• _TASK INPUT_:
※ ※ ※

//! Simulator configuration and command line (clap).

use std::time::Duration;

use clap::Parser;
use oledui_common::config::{DEFAULT_HEIGHT, DEFAULT_WIDTH, GRANULE_MS, MIN_PANEL_SIZE};
use oledui_common::{ConfigError, UiConfig};

// =============================================================================
// Timing Configuration
// =============================================================================

/// Sleep target of one loop iteration.
pub const LOOP_TIME: Duration = Duration::from_millis(GRANULE_MS as u64);

/// Default length of a headless run.
pub const DEFAULT_SECONDS: u32 = 20;

/// Default inactivity timeout.
pub const DEFAULT_POWEROFF_S: u32 = 30;

// =============================================================================
// Window Configuration
// =============================================================================

/// Pixel scale of the SDL window.
#[cfg(feature = "window")]
pub const WINDOW_SCALE: u32 = 4;

/// Game of Life board: one cell per 4x4 pixel block on a 128x64 panel.
pub const LIFE_WIDTH: usize = 32;
pub const LIFE_HEIGHT: usize = 16;

// =============================================================================
// Command Line
// =============================================================================

#[derive(Parser, Debug)]
#[command(name = "oledui-simulator")]
#[command(version)]
#[command(about = "Desktop simulator for the oledui page UI")]
pub struct Cli {
    /// Panel width in pixels
    #[arg(long, default_value_t = DEFAULT_WIDTH, value_parser = panel_side)]
    pub width: u32,

    /// Panel height in pixels
    #[arg(long, default_value_t = DEFAULT_HEIGHT, value_parser = panel_side)]
    pub height: u32,

    /// OLED controller
    #[arg(long, default_value = "sh1106", value_parser = ["sh1106", "ssd1306"])]
    pub display: String,

    /// Pointer device driving the cursor
    #[arg(long, default_value = "trackball", value_parser = ["trackball", "buttons", "none"])]
    pub control: String,

    /// Inactivity timeout in seconds (0 disables it)
    #[arg(long, default_value_t = DEFAULT_POWEROFF_S)]
    pub poweroff: u32,

    /// Virtual run length of the headless demo in seconds
    #[arg(long, default_value_t = DEFAULT_SECONDS)]
    pub seconds: u32,

    /// Tap the haptic motor on page bar redraws
    #[arg(long)]
    pub haptic: bool,
}

fn panel_side(value: &str) -> Result<u32, String> {
    let side: u32 = value.parse().map_err(|_| format!("`{value}` is not a number"))?;
    if side < MIN_PANEL_SIZE {
        return Err(format!("panel side must be at least {MIN_PANEL_SIZE} px"));
    }
    Ok(side)
}

/// Parsed simulator options.
#[derive(Debug)]
pub struct SimConfig {
    pub ui: UiConfig,
    pub seconds: u32,
}

impl TryFrom<Cli> for SimConfig {
    type Error = ConfigError;

    fn try_from(cli: Cli) -> Result<Self, Self::Error> {
        let ui = UiConfig::new(
            cli.width,
            cli.height,
            &cli.display,
            Some(cli.control.as_str()),
            Some(cli.poweroff),
            cli.haptic,
        )?;
        Ok(Self {
            ui,
            seconds: cli.seconds,
        })
    }
}

#[cfg(test)]
mod tests {
    use clap::CommandFactory;
    use clap::error::ErrorKind;
    use oledui_common::{ControlKind, DisplayKind};

    use super::*;

    fn parse(args: &[&str]) -> Result<Cli, clap::Error> {
        Cli::try_parse_from(std::iter::once("oledui-simulator").chain(args.iter().copied()))
    }

    #[test]
    fn test_cli_definition() {
        Cli::command().debug_assert();
    }

    #[test]
    fn test_defaults() {
        let cfg = SimConfig::try_from(parse(&[]).unwrap()).unwrap();
        assert_eq!(cfg.ui.width, 128);
        assert_eq!(cfg.ui.display, DisplayKind::Sh1106);
        assert_eq!(cfg.ui.control, Some(ControlKind::Trackball));
        assert_eq!(cfg.ui.poweroff_s, Some(DEFAULT_POWEROFF_S));
        assert_eq!(cfg.seconds, DEFAULT_SECONDS);
    }

    #[test]
    fn test_flags() {
        let cli = parse(&["--display", "ssd1306", "--control", "none", "--poweroff", "0", "--haptic"]).unwrap();
        let cfg = SimConfig::try_from(cli).unwrap();
        assert_eq!(cfg.ui.display, DisplayKind::Ssd1306);
        assert_eq!(cfg.ui.control, None);
        assert_eq!(cfg.ui.poweroff_s, None);
        assert!(cfg.ui.haptic);
    }

    #[test]
    fn test_errors() {
        assert_eq!(parse(&["--bogus"]).unwrap_err().kind(), ErrorKind::UnknownArgument);
        assert_eq!(parse(&["--width", "x"]).unwrap_err().kind(), ErrorKind::ValueValidation);
        assert_eq!(parse(&["--display", "st7789"]).unwrap_err().kind(), ErrorKind::InvalidValue);
        assert_eq!(parse(&["--height", "16"]).unwrap_err().kind(), ErrorKind::ValueValidation);
    }
}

※ ※ ※

• _REQUIREMENT_:
Copy down the material exactly as written.

• _OUTPUT OF THE TASK_:
//! Simulator configuration and command line (clap).

use std::time::Duration;

use clap::Parser;
use oledui_common::config::{DEFAULT_HEIGHT, DEFAULT_WIDTH, GRANULE_MS, MIN_PANEL_SIZE};
use oledui_common::{ConfigError, UiConfig};

// =============================================================================
// Timing Configuration
// =============================================================================

/// Sleep target of one loop iteration.
pub const LOOP_TIME: Duration = Duration::from_millis(GRANULE_MS as u64);

/// Default length of a headless run.
pub const DEFAULT_SECONDS: u32 = 20;

/// Default inactivity timeout.
pub const DEFAULT_POWEROFF_S: u32 = 30;

// =============================================================================
// Window Configuration
// =============================================================================

/// Pixel scale of the SDL window.
#[cfg(feature = "window")]
pub const WINDOW_SCALE: u32 = 4;

/// Game of Life board: one cell per 4x4 pixel block on a 128x64 panel.
pub const LIFE_WIDTH: usize = 32;
pub const LIFE_HEIGHT: usize = 16;

// =============================================================================
// Command Line
// =============================================================================

#[derive(Parser, Debug)]
#[command(name = "oledui-simulator")]
#[command(version)]
#[command(about = "Desktop simulator for the oledui page UI")]
pub struct Cli {
    /// Panel width in pixels
    #[arg(long, default_value_t = DEFAULT_WIDTH, value_parser = panel_side)]
    pub width: u32,

    /// Panel height in pixels
    #[arg(long, default_value_t = DEFAULT_HEIGHT, value_parser = panel_side)]
    pub height: u32,

    /// OLED controller
    #[arg(long, default_value = "sh1106", value_parser = ["sh1106", "ssd1306"])]
    pub display: String,

    /// Pointer device driving the cursor
    #[arg(long, default_value = "trackball", value_parser = ["trackball", "buttons", "none"])]
    pub control: String,

    /// Inactivity timeout in seconds (0 disables it)
    #[arg(long, default_value_t = DEFAULT_POWEROFF_S)]
    pub poweroff: u32,

    /// Virtual run length of the headless demo in seconds
    #[arg(long, default_value_t = DEFAULT_SECONDS)]
    pub seconds: u32,

    /// Tap the haptic motor on page bar redraws
    #[arg(long)]
    pub haptic: bool,
}

fn panel_side(value: &str) -> Result<u32, String> {
    let side: u32 = value.parse().map_err(|_| format!("`{value}` is not a number"))?;
    if side < MIN_PANEL_SIZE {
        return Err(format!("panel side must be at least {MIN_PANEL_SIZE} px"));
    }
    Ok(side)
}

/// Parsed simulator options.
#[derive(Debug)]
pub struct SimConfig {
    pub ui: UiConfig,
    pub seconds: u32,
}

impl TryFrom<Cli> for SimConfig {
    type Error = ConfigError;

    fn try_from(cli: Cli) -> Result<Self, Self::Error> {
        let ui = UiConfig::new(
            cli.width,
            cli.height,
            &cli.display,
            Some(cli.control.as_str()),
            Some(cli.poweroff),
            cli.haptic,
        )?;
        Ok(Self {
            ui,
            seconds: cli.seconds,
        })
    }
}

#[cfg(test)]
mod tests {
    use clap::CommandFactory;
    use clap::error::ErrorKind;
    use oledui_common::{ControlKind, DisplayKind};

    use super::*;

    fn parse(args: &[&str]) -> Result<Cli, clap::Error> {
        Cli::try_parse_from(std::iter::once("oledui-simulator").chain(args.iter().copied()))
    }

    #[test]
    fn test_cli_definition() {
        Cli::command().debug_assert();
    }

    #[test]
    fn test_defaults() {
        let cfg = SimConfig::try_from(parse(&[]).unwrap()).unwrap();
        assert_eq!(cfg.ui.width, 128);
        assert_eq!(cfg.ui.display, DisplayKind::Sh1106);
        assert_eq!(cfg.ui.control, Some(ControlKind::Trackball));
        assert_eq!(cfg.ui.poweroff_s, Some(DEFAULT_POWEROFF_S));
        assert_eq!(cfg.seconds, DEFAULT_SECONDS);
    }

    #[test]
    fn test_flags() {
        let cli = parse(&["--display", "ssd1306", "--control", "none", "--poweroff", "0", "--haptic"]).unwrap();
        let cfg = SimConfig::try_from(cli).unwrap();
        assert_eq!(cfg.ui.display, DisplayKind::Ssd1306);
        assert_eq!(cfg.ui.control, None);
        assert_eq!(cfg.ui.poweroff_s, None);
        assert!(cfg.ui.haptic);
    }

    #[test]
    fn test_errors() {
        assert_eq!(parse(&["--bogus"]).unwrap_err().kind(), ErrorKind::UnknownArgument);
        assert_eq!(parse(&["--width", "x"]).unwrap_err().kind(), ErrorKind::ValueValidation);
        assert_eq!(parse(&["--display", "st7789"]).unwrap_err().kind(), ErrorKind::InvalidValue);
        assert_eq!(parse(&["--height", "16"]).unwrap_err().kind(), ErrorKind::ValueValidation);
    }
}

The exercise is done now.